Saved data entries

::::

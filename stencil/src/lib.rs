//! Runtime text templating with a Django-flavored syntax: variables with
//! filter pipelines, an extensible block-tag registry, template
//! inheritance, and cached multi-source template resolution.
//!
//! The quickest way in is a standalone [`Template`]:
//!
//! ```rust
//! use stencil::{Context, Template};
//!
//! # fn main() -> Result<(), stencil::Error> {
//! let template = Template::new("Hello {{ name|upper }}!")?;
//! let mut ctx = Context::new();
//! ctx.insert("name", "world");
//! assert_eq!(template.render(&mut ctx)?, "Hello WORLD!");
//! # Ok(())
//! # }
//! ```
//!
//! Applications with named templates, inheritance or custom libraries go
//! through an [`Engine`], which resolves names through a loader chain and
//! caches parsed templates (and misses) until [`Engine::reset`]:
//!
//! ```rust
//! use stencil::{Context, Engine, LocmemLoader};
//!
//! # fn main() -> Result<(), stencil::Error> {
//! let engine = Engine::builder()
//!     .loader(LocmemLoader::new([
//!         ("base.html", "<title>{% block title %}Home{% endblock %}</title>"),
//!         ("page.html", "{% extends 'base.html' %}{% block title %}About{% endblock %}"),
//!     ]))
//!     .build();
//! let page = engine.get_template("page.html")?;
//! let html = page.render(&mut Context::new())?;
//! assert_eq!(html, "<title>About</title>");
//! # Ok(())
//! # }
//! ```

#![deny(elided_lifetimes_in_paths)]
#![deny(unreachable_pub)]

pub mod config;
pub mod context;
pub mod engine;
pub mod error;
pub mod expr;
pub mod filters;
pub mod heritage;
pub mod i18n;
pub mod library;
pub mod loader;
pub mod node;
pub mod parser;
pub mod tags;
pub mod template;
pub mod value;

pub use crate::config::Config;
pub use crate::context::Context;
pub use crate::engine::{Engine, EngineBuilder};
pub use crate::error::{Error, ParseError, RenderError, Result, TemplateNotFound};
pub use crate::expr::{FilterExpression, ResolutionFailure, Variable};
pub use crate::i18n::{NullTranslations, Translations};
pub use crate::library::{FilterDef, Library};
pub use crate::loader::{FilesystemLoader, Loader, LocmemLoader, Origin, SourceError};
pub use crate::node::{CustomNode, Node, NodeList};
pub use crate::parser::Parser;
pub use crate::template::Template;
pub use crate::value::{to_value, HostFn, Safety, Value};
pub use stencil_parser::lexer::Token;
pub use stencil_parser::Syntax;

::::

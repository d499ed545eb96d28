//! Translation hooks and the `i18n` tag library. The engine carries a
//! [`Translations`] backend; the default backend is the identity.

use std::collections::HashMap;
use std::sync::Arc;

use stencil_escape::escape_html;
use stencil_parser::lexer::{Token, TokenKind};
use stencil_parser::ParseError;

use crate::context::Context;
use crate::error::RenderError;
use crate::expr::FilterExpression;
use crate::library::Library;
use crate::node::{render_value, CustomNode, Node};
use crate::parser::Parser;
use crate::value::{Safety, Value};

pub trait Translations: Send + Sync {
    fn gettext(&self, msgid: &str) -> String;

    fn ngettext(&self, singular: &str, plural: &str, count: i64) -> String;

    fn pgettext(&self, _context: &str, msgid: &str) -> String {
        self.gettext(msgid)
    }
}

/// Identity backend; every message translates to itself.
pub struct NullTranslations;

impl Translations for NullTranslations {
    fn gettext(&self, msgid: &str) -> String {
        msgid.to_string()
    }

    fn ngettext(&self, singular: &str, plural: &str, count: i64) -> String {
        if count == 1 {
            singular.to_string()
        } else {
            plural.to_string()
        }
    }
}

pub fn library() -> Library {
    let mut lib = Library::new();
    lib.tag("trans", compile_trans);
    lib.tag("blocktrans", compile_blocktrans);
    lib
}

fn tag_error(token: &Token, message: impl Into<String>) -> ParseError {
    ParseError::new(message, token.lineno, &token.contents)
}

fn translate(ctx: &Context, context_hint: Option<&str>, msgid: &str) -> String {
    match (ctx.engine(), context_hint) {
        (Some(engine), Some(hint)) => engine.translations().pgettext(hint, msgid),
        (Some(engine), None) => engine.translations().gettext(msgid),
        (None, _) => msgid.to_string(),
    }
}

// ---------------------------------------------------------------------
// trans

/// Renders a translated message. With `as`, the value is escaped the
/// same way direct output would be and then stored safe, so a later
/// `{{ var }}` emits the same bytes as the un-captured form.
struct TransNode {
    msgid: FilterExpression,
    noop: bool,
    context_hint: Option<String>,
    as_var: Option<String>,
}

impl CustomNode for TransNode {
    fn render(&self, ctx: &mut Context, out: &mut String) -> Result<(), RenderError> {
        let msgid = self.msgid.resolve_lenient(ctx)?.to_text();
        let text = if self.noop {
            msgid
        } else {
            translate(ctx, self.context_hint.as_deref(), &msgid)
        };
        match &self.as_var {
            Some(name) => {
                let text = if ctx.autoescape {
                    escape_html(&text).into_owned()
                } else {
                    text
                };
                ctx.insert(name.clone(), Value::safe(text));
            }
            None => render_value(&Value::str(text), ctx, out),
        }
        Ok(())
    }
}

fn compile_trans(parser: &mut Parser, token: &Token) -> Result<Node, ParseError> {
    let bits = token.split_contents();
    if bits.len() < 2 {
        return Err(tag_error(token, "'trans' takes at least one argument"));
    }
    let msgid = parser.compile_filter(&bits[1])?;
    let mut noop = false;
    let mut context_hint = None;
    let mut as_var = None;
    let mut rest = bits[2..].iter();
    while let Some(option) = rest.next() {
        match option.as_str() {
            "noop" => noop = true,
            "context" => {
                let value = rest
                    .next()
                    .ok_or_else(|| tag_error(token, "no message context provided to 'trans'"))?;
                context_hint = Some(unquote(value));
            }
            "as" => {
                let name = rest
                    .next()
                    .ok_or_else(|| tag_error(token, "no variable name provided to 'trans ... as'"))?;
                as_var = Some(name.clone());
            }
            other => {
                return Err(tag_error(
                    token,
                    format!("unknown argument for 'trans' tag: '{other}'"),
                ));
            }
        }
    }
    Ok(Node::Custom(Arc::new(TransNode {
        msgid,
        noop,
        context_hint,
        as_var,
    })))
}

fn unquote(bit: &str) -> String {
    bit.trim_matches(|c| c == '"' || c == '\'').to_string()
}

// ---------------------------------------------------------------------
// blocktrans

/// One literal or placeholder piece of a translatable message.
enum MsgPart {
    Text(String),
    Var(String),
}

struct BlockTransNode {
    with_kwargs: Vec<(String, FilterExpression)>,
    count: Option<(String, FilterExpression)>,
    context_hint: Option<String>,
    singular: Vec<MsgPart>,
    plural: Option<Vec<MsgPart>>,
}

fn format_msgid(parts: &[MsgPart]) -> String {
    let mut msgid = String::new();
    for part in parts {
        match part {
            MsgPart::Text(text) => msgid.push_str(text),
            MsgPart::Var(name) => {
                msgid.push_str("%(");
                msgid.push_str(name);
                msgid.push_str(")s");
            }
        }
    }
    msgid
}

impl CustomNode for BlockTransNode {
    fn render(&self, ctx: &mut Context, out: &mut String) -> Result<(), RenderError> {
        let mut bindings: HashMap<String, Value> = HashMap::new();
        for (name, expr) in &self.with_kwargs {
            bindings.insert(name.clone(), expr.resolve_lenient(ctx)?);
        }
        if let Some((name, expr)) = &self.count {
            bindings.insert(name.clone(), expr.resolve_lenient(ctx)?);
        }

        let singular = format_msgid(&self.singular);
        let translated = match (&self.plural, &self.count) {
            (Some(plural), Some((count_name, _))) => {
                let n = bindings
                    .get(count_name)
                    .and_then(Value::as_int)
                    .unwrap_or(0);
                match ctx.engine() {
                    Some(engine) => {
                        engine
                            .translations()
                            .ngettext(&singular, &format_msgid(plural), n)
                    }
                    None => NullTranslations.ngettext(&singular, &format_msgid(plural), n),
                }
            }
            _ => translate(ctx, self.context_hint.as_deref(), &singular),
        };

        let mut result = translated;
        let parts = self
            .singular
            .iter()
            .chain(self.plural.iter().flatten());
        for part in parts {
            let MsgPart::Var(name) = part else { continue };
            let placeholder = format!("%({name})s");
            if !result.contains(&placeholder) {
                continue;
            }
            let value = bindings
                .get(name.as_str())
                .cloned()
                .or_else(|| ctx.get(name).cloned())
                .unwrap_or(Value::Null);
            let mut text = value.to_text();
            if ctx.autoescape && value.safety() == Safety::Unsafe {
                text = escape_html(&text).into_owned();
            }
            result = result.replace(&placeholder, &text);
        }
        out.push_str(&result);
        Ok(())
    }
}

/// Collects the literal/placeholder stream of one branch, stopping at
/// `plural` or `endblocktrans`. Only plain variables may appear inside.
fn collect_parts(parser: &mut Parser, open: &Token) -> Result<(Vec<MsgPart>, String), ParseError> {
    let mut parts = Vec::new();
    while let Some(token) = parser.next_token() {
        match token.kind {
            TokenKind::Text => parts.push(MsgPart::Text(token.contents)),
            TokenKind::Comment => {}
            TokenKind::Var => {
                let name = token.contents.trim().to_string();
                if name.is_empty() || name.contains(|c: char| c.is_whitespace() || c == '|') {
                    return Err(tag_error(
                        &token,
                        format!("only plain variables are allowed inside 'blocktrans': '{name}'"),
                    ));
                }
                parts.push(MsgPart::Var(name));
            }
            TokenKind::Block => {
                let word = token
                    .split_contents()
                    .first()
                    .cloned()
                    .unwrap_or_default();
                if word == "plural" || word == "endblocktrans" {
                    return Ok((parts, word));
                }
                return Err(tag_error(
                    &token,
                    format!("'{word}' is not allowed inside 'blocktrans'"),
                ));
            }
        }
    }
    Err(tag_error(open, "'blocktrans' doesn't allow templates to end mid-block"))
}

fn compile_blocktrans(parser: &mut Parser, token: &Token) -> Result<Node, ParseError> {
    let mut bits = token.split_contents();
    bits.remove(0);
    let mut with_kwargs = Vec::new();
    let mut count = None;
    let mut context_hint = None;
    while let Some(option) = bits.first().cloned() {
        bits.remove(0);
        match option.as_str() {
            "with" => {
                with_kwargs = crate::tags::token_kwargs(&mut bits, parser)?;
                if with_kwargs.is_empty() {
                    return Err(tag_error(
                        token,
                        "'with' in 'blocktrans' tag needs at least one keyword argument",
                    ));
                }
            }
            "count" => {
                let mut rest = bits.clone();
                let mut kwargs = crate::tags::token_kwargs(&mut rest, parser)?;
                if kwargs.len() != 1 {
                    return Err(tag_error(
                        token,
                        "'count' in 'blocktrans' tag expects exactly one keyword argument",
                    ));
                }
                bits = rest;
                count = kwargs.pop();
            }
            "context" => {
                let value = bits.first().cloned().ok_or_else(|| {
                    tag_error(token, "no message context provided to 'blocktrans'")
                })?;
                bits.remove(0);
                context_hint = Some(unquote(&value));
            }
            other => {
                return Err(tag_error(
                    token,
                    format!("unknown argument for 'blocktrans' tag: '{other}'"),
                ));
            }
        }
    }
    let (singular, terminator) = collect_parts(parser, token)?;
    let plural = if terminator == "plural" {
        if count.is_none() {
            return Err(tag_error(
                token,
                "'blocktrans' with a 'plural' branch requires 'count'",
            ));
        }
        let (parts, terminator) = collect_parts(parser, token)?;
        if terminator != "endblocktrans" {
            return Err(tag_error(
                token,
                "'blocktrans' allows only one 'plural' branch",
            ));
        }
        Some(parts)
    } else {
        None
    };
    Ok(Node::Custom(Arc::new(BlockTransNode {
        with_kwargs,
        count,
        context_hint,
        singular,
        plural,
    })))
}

::::

When the entries above show the word "cloned" in a line, copy that line out.

                .cloned()
                .or_else(|| ctx.get(name).cloned())
                    .cloned()
    while let Some(option) = bits.first().cloned() {
                let value = bits.first().cloned().ok_or_else(|| {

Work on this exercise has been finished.